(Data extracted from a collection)
//! Demo error type.

use augur_anticipation::AnticipationError;
use augur_config::ConfigError;
use augur_net::NetError;

/// Anything that stops a demo session.
#[derive(Debug, thiserror::Error)]
pub enum DemoError {
    /// The configuration failed validation.
    #[error("invalid configuration: {0}")]
    Config(#[from] ConfigError),

    /// A simulation clock could not be created.
    #[error("simulation clock: {0}")]
    Clock(#[from] AnticipationError),

    /// A message could not be encoded or decoded.
    #[error("network: {0}")]
    Net(#[from] NetError),
}
//! End-to-end reconciliation scenarios: a predictor applying local input,
//! an authority confirming it some ticks later, and the predicted value
//! converging back onto the authoritative timeline.

use std::cell::RefCell;
use std::rc::Rc;

use augur_anticipation::{
    AnticipatedTransform, AnticipatedValue, HistoryLedger, ReanticipateEvent, ReconcileOutcome,
    ReplayReanticipator, SharedLedger, SimulationClock, SmoothingGate, StalePolicy, Tick,
    TransformState, replay,
};
use glam::{Quat, Vec3};

const STEP: f64 = 1.0 / 60.0;

fn t(tick: u64) -> Tick {
    Tick::from(tick)
}

/// One frame of player input.
#[derive(Debug, Clone, Copy)]
struct MoveInput {
    forward: f32,
    turn: f32,
}

/// Deterministic player movement: 4 units/s along local +X, 180 deg/s turn.
fn move_player(state: TransformState, input: &MoveInput, dt: f64) -> TransformState {
    if input.forward == 0.0 && input.turn == 0.0 {
        return state;
    }
    let dt = dt as f32;
    let rotation = state.rotation * Quat::from_rotation_y(input.turn * std::f32::consts::PI * dt);
    let position = state.position + state.right() * (input.forward * 4.0 * dt);
    TransformState {
        position,
        rotation,
        ..state
    }
}

// ---------------------------------------------------------------------------
// Properties
// ---------------------------------------------------------------------------

#[test]
fn test_agreement_is_idempotent() {
    for policy in [StalePolicy::Ignore, StalePolicy::Reanticipate] {
        let mut value = AnticipatedValue::new(0.0f32).with_policy(policy);
        value.set_authoritative(4.0, t(3)).unwrap();
        let before = (value.read(), value.authoritative_read());

        value.set_authoritative(4.0, t(4)).unwrap();
        assert_eq!((value.read(), value.authoritative_read()), before);
        assert!(!value.is_smoothing());
    }
}

#[test]
fn test_agreement_is_idempotent_through_reanticipation() {
    // A blending callback has nothing to blend when the values agree.
    let mut value = AnticipatedValue::new(0.0f32)
        .with_policy(StalePolicy::Reanticipate)
        .on_reanticipate(|value: &mut AnticipatedValue<f32>, event: &ReanticipateEvent<f32>| {
            if event.previous_anticipated != event.authoritative {
                value.smooth(event.previous_anticipated, event.authoritative, 0.25);
            }
        });
    value.set_authoritative(4.0, t(3)).unwrap();
    value.update(1.0);
    value.set_authoritative(4.0, t(4)).unwrap();
    assert_eq!(value.read(), 4.0);
    assert!(!value.is_smoothing());

    // Replay over buffered inputs that leave the state where it is.
    let state = TransformState::new(Vec3::new(2.0, 0.0, -1.0), Quat::from_rotation_y(0.8));
    let shared = SharedLedger::new(HistoryLedger::new(STEP));
    let mut player = AnticipatedTransform::new(state).with_policy(StalePolicy::Reanticipate);
    player.set_reanticipator(
        ReplayReanticipator::new(shared.handle(), move_player).with_smoothing(SmoothingGate::new(0.1, 2.0)),
    );
    player.set_authoritative(state, t(3)).unwrap();
    for tick in 4..=8u64 {
        shared.add(
            t(tick),
            MoveInput {
                forward: 0.0,
                turn: 0.0,
            },
        );
    }
    let outcome = player.set_authoritative(state, t(5)).unwrap();
    assert_eq!(outcome, ReconcileOutcome::Reanticipated);
    assert_eq!(player.read(), state);
    assert!(!player.is_smoothing());
    assert_eq!(shared.borrow().entries_after(t(5)).count(), 3);
}

#[test]
fn test_replay_is_bit_identical() {
    let mut ledger = HistoryLedger::new(STEP);
    for tick in 1..=90u64 {
        let input = MoveInput {
            forward: if tick % 3 == 0 { 0.0 } else { 1.0 },
            turn: if tick % 7 < 3 { -1.0 } else { 0.5 },
        };
        ledger.add(t(tick), input);
    }
    let baseline = TransformState::new(Vec3::new(1.5, 0.0, -2.0), Quat::IDENTITY);

    let first = replay(baseline, &ledger, t(10), move_player);
    let second = replay(baseline, &ledger, t(10), move_player);
    assert_eq!(first.position.to_array().map(f32::to_bits), second.position.to_array().map(f32::to_bits));
    assert_eq!(first.rotation.to_array().map(f32::to_bits), second.rotation.to_array().map(f32::to_bits));
}

#[test]
fn test_trim_keeps_only_requested_range() {
    let mut ledger = HistoryLedger::new(STEP);
    for tick in 0..20u64 {
        ledger.add(t(tick), tick);
    }
    ledger.remove_before(t(5));
    assert!(ledger.entries().all(|entry| entry.tick >= t(5)));
    ledger.remove_after(t(12));
    assert!(ledger.entries().all(|entry| entry.tick <= t(12)));
    assert_eq!(ledger.len(), 8);
}

#[test]
fn test_smoothing_reaches_endpoints() {
    let mut value = AnticipatedValue::new(0.0f64);
    value.smooth(2.0, 9.0, 0.25);
    assert_eq!(value.read(), 2.0);
    for _ in 0..6 {
        value.update(0.05);
    }
    assert_eq!(value.read(), 9.0);
    assert!(!value.is_smoothing());
}

#[test]
fn test_authority_tick_is_monotonic_for_ordered_delivery() {
    let mut value = AnticipatedValue::new(0i32).with_policy(StalePolicy::Reanticipate);
    let mut last = Tick::ZERO;
    for tick in [1u64, 2, 2, 5, 9, 9, 14] {
        // Duplicates are refused, so the tick never moves back.
        let result = value.set_authoritative(tick as i32, t(tick));
        if t(tick) == last {
            assert!(result.is_err(), "duplicate tick {tick} accepted");
        } else {
            assert!(result.is_ok(), "tick {tick} refused: {result:?}");
        }
        assert!(value.authority_tick() >= last);
        last = value.authority_tick();
    }
    assert_eq!(last, t(14));
}

// ---------------------------------------------------------------------------
// Sample scenarios
// ---------------------------------------------------------------------------

#[test]
fn test_snap_with_correct_anticipation() {
    let mut value = AnticipatedValue::new(0.0f32).with_name("A");
    value.anticipate(5.0, t(10));
    assert_eq!(value.read(), 5.0);

    let outcome = value.set_authoritative(5.0, t(12)).unwrap();
    assert_eq!(outcome, ReconcileOutcome::Ignored);
    assert_eq!(value.read(), 5.0);
    assert_eq!(value.authoritative_read(), 5.0);
}

#[test]
fn test_snap_with_incorrect_anticipation() {
    let mut value = AnticipatedValue::new(0.0f32).with_name("B");
    value.anticipate(5.0, t(10));
    value.set_authoritative(7.3, t(12)).unwrap();
    assert_eq!(value.read(), 5.0);
    assert_eq!(value.authoritative_read(), 7.3);

    // Stays wrong until the next local anticipation.
    value.set_authoritative(7.3, t(13)).unwrap();
    assert_eq!(value.read(), 5.0);
    value.anticipate(1.0, t(14));
    assert_eq!(value.read(), 1.0);
}

#[test]
fn test_reanticipate_replays_unconfirmed_input() {
    let shared = SharedLedger::new(HistoryLedger::new(STEP));
    let mut value = AnticipatedValue::new(0i32).with_policy(StalePolicy::Reanticipate);
    value.set_reanticipator(ReplayReanticipator::new(shared.handle(), |state: i32, delta: &i32, _dt: f64| state + delta));

    for tick in 1..=3u64 {
        shared.add(t(tick), 1);
        let next = value.read() + 1;
        value.anticipate(next, t(tick));
    }
    assert_eq!(value.read(), 3);

    // The authority saw 0 at tick 2, so only tick 3's input is replayed.
    let outcome = value.set_authoritative(0, t(2)).unwrap();
    assert_eq!(outcome, ReconcileOutcome::Reanticipated);
    assert_eq!(value.read(), 1);
}

#[test]
fn test_continuous_extrapolation_tracks_authority() {
    const RATE: f64 = 2.5;
    const LATENCY_TICKS: u64 = 6;

    let clock = Rc::new(RefCell::new(SimulationClock::new(60).unwrap()));
    let local = Rc::clone(&clock);
    let mut value = AnticipatedValue::new(0.0f64)
        .with_name("E")
        .with_policy(StalePolicy::Reanticipate)
        .on_reanticipate(move |v: &mut AnticipatedValue<f64>, e: &ReanticipateEvent<f64>| {
            let clock = local.borrow();
            let extrapolated = e.authoritative + RATE * clock.seconds_behind(e.authority_tick);
            v.anticipate(extrapolated, clock.now());
        });

    let mut in_flight = Vec::new();
    let mut authority_value = 0.0f64;
    for tick in 1..=240u64 {
        let now = clock.borrow_mut().advance();
        authority_value += RATE * STEP;
        in_flight.push((now, authority_value));

        if tick > LATENCY_TICKS {
            let (sent_at, sent_value) = in_flight.remove(0);
            value.set_authoritative(sent_value, sent_at).unwrap();
            let ground_truth = RATE * tick as f64 * STEP;
            assert!(
                (value.read() - ground_truth).abs() < 1e-9,
                "tick {tick}: {} vs {ground_truth}",
                value.read()
            );
        }
    }
}

// ---------------------------------------------------------------------------
// Shared ledger and transform reconciliation
// ---------------------------------------------------------------------------

#[test]
fn test_shared_ledger_waits_for_slowest_value() {
    let shared = SharedLedger::new(HistoryLedger::new(1.0));
    let add = |state: f64, input: &f64, _dt: f64| state + input;

    let mut fast = AnticipatedValue::new(0.0f64).with_policy(StalePolicy::Reanticipate);
    let mut slow = AnticipatedValue::new(0.0f64).with_policy(StalePolicy::Reanticipate);
    fast.set_reanticipator(ReplayReanticipator::new(shared.handle(), add));
    slow.set_reanticipator(ReplayReanticipator::new(shared.handle(), add));

    for tick in 1..=6u64 {
        shared.add(t(tick), 1.0);
        fast.anticipate(tick as f64, t(tick));
        slow.anticipate(tick as f64, t(tick));
    }

    fast.set_authoritative(5.0, t(5)).unwrap();
    assert_eq!(shared.borrow().len(), 6, "slow value has not confirmed anything yet");

    slow.set_authoritative(2.0, t(2)).unwrap();
    assert_eq!(slow.read(), 6.0);
    assert_eq!(shared.borrow().entries().next().map(|e| e.tick), Some(t(2)));

    drop(slow);
    assert_eq!(shared.borrow().entries().next().map(|e| e.tick), Some(t(5)));
}

#[test]
fn test_transform_gate_smooths_small_and_snaps_large() {
    let shared = SharedLedger::new(HistoryLedger::new(STEP));
    let mut player = AnticipatedTransform::new(TransformState::default())
        .with_name("player")
        .with_policy(StalePolicy::Reanticipate);
    player.set_reanticipator(
        ReplayReanticipator::new(shared.handle(), move_player).with_smoothing(SmoothingGate::new(0.1, 1.0)),
    );

    let input = MoveInput {
        forward: 1.0,
        turn: 0.0,
    };
    for tick in 1..=10u64 {
        shared.add(t(tick), input);
        let next = move_player(*player.latest(), &input, STEP);
        player.anticipate(next, t(tick));
    }
    let predicted = player.read().position;

    // Authority was nudged slightly off: the correction is blended.
    let mut nudged = move_player(TransformState::default(), &input, STEP);
    nudged.position.z += 0.2;
    player.set_authoritative(nudged, t(1)).unwrap();
    assert!(player.is_smoothing());
    assert_eq!(player.read().position, predicted);
    player.update(0.1);
    assert!(!player.is_smoothing());
    assert!((player.read().position.z - 0.2).abs() < 1e-5);

    // Authority teleported the player: snap straight to the replayed result.
    let mut teleported = *player.authoritative_ref();
    teleported.position = Vec3::new(50.0, 0.0, 50.0);
    player.set_authoritative(teleported, t(2)).unwrap();
    assert!(!player.is_smoothing());
    assert!(player.read().position.distance(Vec3::new(50.0, 0.0, 50.0)) < 1.0);
}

> Required work
Above are some records. Copy each of their lines that holds the string "configuration".

> Task solution
    /// The configuration failed validation.
    #[error("invalid configuration: {0}")]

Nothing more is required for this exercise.